:: Instructions for the task ::
Report, as a single number, how many lines of the records contain the word "label".

:: Source material ::
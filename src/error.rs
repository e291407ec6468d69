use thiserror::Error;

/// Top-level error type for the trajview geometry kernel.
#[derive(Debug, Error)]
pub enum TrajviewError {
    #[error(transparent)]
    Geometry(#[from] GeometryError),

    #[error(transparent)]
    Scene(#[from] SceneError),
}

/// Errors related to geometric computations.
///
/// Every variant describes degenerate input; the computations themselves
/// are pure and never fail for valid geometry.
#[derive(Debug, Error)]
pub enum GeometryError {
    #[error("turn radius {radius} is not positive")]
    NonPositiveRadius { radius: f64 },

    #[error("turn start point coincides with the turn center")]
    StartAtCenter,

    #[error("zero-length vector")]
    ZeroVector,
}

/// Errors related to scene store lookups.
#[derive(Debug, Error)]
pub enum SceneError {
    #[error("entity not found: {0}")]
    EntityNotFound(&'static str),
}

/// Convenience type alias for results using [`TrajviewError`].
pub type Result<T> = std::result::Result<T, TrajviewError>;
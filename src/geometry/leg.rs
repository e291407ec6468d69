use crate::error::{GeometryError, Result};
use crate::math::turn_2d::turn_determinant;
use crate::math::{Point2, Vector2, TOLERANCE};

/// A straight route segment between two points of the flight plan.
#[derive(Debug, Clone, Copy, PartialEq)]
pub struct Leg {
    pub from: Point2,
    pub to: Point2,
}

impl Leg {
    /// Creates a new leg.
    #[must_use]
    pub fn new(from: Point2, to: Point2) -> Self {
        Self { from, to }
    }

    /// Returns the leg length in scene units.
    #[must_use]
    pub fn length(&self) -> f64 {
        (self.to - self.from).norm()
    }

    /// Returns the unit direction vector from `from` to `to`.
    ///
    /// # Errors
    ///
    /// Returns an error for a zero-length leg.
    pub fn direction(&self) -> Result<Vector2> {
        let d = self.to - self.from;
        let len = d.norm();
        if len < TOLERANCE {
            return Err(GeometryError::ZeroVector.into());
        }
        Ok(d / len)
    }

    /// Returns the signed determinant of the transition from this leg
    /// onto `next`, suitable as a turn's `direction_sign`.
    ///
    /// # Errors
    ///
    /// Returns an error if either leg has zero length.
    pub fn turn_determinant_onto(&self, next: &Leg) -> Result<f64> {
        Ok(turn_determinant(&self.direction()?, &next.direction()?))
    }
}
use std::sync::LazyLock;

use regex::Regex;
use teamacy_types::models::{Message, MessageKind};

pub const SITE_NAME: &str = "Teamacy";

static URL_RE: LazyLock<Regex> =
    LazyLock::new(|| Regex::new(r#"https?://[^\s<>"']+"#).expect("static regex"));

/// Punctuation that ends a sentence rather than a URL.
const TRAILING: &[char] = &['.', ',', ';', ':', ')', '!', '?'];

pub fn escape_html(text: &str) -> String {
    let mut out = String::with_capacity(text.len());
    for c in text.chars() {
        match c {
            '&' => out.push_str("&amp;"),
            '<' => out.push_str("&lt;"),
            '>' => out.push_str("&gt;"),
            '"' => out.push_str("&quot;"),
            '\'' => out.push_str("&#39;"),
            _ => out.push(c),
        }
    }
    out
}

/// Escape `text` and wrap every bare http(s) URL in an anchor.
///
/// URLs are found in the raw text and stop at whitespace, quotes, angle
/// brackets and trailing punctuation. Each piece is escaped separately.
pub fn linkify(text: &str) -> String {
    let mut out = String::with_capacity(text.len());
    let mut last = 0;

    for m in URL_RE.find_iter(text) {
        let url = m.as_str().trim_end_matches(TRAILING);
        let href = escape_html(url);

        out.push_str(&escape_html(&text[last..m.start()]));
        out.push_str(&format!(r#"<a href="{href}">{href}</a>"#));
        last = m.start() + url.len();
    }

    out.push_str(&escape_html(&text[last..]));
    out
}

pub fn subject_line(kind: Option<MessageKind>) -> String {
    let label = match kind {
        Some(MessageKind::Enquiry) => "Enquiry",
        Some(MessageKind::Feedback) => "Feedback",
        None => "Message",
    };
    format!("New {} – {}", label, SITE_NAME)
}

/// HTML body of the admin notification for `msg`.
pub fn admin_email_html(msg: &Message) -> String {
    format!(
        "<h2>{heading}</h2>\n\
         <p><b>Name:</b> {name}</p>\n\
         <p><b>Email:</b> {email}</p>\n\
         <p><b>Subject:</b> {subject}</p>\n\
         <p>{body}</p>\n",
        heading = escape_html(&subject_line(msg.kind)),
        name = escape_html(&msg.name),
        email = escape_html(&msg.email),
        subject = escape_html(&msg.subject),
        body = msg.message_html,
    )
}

:: Result below ::
2